### What is required
Keep every line in which "another" occurs and drop the rest of the data.

### Exercise data
━━━━━━━━━━━━━━━━

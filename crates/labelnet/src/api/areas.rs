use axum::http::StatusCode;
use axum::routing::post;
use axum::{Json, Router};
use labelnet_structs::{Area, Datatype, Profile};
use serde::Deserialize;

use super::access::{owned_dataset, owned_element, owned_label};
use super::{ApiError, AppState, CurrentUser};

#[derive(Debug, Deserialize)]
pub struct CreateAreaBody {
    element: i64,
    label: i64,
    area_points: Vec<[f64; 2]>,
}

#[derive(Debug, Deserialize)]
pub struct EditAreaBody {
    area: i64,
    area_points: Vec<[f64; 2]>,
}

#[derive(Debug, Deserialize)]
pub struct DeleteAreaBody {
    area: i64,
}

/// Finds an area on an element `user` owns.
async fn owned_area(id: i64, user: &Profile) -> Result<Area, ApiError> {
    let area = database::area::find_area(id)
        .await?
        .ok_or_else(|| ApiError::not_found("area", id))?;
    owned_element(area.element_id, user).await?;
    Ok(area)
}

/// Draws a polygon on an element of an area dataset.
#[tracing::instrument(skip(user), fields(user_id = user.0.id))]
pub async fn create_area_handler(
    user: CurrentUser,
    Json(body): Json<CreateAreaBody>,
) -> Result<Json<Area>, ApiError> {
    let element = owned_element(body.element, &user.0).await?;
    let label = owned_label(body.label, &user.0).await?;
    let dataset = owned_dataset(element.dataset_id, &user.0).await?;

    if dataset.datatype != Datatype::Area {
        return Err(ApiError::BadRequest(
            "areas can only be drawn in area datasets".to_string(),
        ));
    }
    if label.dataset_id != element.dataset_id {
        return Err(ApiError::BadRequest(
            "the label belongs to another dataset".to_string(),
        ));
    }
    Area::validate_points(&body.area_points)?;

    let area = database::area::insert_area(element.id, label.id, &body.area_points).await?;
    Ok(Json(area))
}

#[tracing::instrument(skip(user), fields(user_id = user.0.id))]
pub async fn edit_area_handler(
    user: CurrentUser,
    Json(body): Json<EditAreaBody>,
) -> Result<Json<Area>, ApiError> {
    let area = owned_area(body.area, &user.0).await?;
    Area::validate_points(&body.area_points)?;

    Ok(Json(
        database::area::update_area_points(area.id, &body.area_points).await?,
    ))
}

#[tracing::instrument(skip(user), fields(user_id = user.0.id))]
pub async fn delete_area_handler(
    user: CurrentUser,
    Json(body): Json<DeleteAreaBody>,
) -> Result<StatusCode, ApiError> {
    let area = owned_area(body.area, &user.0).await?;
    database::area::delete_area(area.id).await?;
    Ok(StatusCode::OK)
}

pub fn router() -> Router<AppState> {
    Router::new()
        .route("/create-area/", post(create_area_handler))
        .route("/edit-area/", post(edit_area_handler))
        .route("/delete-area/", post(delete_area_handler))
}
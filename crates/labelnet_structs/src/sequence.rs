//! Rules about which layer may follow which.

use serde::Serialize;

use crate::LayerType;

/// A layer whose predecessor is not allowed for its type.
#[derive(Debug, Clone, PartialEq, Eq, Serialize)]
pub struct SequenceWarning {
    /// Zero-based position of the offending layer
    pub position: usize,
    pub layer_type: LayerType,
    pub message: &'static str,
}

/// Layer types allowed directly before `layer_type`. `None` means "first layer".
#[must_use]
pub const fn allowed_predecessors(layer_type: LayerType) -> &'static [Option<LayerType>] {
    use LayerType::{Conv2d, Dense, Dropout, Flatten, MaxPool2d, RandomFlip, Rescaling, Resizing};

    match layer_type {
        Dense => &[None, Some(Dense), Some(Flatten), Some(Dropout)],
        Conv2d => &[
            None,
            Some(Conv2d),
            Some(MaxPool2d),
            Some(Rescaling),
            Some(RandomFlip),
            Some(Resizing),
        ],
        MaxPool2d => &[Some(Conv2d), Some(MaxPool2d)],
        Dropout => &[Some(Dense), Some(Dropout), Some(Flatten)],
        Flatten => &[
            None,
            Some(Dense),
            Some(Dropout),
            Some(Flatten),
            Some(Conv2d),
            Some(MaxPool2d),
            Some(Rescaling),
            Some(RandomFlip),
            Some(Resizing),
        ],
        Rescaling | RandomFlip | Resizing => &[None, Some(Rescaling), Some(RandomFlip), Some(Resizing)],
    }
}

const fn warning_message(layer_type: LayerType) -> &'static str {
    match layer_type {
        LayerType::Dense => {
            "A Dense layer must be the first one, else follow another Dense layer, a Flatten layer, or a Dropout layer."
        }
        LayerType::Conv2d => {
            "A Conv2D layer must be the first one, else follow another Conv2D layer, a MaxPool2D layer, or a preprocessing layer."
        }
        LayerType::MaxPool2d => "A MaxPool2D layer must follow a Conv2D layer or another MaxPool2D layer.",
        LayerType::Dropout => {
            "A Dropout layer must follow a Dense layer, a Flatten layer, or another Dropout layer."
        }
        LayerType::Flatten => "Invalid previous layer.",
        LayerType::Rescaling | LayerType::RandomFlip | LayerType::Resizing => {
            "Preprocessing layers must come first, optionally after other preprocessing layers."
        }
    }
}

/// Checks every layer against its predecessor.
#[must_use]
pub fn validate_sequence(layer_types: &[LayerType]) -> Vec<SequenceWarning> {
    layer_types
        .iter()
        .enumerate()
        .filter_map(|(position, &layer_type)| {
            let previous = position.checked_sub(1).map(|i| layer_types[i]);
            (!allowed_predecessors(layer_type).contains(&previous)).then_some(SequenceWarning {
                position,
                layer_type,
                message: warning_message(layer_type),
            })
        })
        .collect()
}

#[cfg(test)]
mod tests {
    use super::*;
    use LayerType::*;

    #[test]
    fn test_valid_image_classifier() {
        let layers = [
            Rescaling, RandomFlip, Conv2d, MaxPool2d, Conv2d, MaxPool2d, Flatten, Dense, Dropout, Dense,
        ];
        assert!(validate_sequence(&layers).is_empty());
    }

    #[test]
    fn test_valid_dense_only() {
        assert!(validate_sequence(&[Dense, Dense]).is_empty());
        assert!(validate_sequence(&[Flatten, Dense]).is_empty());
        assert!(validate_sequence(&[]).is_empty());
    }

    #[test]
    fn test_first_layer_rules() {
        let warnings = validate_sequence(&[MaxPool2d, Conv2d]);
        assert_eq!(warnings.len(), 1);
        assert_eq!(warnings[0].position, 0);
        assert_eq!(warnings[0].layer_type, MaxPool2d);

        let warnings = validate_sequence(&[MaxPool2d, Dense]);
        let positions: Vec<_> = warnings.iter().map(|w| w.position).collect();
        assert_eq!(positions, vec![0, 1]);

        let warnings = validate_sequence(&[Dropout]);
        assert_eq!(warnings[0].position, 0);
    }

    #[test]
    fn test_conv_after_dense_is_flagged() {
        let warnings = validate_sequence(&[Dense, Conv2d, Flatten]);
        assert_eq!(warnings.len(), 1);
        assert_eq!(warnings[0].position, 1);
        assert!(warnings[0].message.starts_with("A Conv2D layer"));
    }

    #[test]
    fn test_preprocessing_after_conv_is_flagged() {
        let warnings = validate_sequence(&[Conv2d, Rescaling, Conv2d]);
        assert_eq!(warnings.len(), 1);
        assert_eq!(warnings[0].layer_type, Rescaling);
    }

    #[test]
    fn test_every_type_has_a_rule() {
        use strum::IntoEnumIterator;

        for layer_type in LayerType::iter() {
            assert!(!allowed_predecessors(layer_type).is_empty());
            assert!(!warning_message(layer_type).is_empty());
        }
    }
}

━━━━━━━━━━━━━━━━

### Reply to the exercise
            "the label belongs to another dataset".to_string(),
            "A Dense layer must be the first one, else follow another Dense layer, a Flatten layer, or a Dropout layer."
            "A Conv2D layer must be the first one, else follow another Conv2D layer, a MaxPool2D layer, or a preprocessing layer."
        LayerType::MaxPool2d => "A MaxPool2D layer must follow a Conv2D layer or another MaxPool2D layer.",
            "A Dropout layer must follow a Dense layer, a Flatten layer, or another Dropout layer."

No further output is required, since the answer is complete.